Exercise :: Retype verbatim the lines of the listing, from the very first through the line with "A missing file".

Provided records ::
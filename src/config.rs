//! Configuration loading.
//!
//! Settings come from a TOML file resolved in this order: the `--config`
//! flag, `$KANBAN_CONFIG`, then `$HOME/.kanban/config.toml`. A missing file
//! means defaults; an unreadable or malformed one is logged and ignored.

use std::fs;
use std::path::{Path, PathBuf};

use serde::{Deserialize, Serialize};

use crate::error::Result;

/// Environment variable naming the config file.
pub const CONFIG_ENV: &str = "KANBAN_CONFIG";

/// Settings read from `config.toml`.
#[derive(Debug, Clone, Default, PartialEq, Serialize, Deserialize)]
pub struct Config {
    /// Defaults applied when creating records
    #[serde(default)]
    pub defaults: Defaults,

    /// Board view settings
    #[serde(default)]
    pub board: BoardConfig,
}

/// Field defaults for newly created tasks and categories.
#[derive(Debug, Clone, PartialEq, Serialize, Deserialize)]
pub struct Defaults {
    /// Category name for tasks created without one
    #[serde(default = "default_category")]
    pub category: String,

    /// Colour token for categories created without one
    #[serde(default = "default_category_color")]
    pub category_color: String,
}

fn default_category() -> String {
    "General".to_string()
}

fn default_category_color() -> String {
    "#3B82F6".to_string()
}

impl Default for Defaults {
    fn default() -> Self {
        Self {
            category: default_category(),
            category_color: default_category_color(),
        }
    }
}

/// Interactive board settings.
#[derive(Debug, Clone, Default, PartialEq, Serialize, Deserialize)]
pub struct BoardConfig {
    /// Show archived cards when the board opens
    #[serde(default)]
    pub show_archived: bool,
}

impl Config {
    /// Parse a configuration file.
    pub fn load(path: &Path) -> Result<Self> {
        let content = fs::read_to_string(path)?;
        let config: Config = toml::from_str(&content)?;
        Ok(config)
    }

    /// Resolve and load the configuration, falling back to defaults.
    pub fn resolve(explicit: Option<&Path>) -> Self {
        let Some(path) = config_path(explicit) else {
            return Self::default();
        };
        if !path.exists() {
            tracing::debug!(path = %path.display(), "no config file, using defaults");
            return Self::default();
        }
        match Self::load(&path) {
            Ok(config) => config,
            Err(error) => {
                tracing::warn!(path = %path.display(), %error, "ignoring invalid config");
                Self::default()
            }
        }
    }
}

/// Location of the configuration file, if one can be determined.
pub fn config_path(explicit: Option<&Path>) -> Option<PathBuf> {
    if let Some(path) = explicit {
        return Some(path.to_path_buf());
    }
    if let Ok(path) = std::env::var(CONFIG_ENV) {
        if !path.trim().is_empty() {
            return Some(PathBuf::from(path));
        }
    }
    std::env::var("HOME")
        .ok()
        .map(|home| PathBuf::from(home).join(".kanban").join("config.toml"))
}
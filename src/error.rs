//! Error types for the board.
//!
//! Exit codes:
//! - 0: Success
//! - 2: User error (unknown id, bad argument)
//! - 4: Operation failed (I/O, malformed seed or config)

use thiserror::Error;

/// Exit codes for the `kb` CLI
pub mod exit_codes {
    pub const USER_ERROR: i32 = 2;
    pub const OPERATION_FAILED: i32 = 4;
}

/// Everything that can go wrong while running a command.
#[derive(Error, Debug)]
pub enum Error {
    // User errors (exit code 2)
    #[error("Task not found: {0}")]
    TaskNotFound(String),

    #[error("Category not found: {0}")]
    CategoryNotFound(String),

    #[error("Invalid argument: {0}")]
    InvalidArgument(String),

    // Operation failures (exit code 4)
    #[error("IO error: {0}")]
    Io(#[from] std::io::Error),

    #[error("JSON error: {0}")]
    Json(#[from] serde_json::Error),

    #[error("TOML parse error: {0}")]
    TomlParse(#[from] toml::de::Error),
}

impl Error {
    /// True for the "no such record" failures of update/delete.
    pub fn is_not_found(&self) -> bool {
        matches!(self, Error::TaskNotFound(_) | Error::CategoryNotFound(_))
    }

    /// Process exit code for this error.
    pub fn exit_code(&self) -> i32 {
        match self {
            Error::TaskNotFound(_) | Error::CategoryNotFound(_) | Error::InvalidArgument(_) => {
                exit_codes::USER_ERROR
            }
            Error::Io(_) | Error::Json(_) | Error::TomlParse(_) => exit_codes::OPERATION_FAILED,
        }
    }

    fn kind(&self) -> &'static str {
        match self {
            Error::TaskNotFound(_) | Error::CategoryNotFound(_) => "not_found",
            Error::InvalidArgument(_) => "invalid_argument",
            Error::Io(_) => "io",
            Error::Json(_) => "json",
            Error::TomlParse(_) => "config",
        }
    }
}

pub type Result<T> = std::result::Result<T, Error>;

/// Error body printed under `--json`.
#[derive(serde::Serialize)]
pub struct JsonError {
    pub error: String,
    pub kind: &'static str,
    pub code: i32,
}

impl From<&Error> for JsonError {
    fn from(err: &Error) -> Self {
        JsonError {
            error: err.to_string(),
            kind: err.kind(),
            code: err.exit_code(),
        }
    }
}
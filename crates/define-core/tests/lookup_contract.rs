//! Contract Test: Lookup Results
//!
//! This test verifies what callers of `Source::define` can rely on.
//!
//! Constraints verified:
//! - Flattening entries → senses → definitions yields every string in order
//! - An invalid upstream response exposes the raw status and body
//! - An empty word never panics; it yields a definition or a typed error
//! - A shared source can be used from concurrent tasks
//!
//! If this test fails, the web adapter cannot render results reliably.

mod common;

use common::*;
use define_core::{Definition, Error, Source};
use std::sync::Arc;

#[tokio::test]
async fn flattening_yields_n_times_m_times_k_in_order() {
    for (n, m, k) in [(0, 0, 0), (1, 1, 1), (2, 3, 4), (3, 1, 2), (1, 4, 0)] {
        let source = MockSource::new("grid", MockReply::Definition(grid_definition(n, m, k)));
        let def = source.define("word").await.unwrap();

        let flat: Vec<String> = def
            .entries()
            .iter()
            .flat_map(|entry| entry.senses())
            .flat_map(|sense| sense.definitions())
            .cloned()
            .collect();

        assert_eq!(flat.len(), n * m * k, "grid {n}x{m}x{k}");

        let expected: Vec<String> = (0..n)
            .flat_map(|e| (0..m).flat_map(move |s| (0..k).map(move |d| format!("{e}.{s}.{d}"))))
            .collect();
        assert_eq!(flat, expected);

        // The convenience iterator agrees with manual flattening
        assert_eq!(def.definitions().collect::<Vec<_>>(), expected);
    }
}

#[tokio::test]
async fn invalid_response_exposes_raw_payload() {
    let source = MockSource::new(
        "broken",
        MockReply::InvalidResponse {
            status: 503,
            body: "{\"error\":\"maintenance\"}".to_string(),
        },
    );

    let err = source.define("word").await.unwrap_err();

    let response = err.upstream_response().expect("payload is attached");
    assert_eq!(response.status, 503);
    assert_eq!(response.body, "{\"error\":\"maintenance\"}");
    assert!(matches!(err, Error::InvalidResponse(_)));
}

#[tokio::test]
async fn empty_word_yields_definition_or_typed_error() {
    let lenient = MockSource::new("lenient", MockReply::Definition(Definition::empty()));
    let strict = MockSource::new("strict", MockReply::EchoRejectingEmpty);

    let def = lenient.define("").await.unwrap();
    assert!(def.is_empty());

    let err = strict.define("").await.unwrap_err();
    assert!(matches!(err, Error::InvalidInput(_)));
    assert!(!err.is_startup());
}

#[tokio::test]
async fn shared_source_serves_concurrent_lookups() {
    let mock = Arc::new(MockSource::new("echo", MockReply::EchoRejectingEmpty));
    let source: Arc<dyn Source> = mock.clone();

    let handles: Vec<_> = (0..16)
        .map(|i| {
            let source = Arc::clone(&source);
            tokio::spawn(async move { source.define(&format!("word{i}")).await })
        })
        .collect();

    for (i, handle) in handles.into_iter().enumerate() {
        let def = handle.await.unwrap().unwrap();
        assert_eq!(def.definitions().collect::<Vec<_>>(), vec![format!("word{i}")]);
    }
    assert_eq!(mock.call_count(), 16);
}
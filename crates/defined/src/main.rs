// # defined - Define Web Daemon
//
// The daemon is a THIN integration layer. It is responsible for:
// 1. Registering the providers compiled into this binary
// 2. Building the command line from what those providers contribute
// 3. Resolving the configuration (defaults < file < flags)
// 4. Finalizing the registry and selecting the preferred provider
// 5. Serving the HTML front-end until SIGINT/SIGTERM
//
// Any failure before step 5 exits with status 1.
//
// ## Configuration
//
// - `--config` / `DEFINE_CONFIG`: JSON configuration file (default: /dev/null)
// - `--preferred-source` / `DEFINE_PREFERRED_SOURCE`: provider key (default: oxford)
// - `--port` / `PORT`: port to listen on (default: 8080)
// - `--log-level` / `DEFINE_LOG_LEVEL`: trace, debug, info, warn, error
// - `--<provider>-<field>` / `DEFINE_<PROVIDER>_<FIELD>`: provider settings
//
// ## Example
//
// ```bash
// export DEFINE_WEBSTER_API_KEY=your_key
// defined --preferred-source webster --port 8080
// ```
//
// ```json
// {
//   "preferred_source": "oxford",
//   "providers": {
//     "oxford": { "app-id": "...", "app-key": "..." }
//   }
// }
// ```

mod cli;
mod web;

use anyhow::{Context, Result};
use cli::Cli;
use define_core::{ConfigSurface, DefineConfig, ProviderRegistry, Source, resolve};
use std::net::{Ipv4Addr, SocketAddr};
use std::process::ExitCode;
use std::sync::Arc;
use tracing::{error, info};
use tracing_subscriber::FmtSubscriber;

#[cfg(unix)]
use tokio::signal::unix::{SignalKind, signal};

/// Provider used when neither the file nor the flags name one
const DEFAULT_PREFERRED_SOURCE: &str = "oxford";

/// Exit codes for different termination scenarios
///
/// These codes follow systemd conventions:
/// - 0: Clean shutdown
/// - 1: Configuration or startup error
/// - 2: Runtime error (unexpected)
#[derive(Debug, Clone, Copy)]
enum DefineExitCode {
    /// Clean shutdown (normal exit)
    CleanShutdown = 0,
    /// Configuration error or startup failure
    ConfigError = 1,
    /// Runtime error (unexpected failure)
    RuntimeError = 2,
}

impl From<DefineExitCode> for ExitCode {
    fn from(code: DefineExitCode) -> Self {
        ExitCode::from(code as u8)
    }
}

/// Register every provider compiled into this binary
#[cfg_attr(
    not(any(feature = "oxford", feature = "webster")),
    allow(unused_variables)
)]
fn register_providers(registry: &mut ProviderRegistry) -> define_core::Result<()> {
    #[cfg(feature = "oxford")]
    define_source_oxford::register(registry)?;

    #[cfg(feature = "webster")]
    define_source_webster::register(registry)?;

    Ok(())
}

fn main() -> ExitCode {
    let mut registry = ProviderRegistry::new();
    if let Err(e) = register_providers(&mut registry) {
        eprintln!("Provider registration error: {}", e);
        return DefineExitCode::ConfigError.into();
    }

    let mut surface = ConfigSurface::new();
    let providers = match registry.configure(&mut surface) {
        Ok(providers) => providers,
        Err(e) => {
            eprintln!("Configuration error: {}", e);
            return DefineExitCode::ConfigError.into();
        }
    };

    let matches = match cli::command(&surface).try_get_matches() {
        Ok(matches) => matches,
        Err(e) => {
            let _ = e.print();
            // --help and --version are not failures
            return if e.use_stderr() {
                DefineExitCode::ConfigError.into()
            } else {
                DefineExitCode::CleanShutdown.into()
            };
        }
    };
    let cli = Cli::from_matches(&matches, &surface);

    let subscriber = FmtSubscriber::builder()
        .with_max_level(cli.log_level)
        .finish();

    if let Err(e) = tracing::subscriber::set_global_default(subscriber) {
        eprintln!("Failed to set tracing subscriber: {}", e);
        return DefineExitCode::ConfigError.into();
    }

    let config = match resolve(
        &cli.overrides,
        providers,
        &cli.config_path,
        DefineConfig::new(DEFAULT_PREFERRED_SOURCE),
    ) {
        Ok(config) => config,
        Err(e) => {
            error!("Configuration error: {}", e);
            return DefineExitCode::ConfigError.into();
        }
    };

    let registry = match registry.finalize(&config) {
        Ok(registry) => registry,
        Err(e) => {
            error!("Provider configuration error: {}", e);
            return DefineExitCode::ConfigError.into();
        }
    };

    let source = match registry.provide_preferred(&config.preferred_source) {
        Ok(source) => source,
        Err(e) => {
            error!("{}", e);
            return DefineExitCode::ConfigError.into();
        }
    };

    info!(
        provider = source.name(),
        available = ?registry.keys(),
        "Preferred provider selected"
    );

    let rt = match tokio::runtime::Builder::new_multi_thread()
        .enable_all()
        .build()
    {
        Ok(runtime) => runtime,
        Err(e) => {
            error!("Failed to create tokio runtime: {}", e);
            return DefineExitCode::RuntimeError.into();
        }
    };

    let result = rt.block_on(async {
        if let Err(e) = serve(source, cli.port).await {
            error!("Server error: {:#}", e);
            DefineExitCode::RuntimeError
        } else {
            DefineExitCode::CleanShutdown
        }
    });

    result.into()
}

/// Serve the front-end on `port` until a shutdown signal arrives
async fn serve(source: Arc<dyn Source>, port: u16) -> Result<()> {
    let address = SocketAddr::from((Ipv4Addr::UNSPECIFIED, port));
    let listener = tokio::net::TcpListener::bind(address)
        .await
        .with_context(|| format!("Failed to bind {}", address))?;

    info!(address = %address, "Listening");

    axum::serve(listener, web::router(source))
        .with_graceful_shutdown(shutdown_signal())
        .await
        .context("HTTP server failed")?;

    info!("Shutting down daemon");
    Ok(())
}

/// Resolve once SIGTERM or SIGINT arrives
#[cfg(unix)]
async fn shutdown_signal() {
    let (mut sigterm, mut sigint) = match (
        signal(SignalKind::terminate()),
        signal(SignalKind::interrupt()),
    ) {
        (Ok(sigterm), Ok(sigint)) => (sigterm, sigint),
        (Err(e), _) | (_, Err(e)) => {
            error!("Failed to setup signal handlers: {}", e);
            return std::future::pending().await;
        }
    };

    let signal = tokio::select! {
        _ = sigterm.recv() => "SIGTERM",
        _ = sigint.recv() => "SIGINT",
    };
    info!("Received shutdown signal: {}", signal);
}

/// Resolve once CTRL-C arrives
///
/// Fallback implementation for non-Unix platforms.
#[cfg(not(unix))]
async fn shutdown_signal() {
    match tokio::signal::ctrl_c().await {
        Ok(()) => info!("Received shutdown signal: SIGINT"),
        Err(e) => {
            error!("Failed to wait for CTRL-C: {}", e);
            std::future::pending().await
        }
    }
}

Response below ::
filename src/config.rs
//! Configuration loading.
//!
//! Settings come from a TOML file resolved in this order: the `--config`
//! flag, `$KANBAN_CONFIG`, then `$HOME/.kanban/config.toml`. A missing file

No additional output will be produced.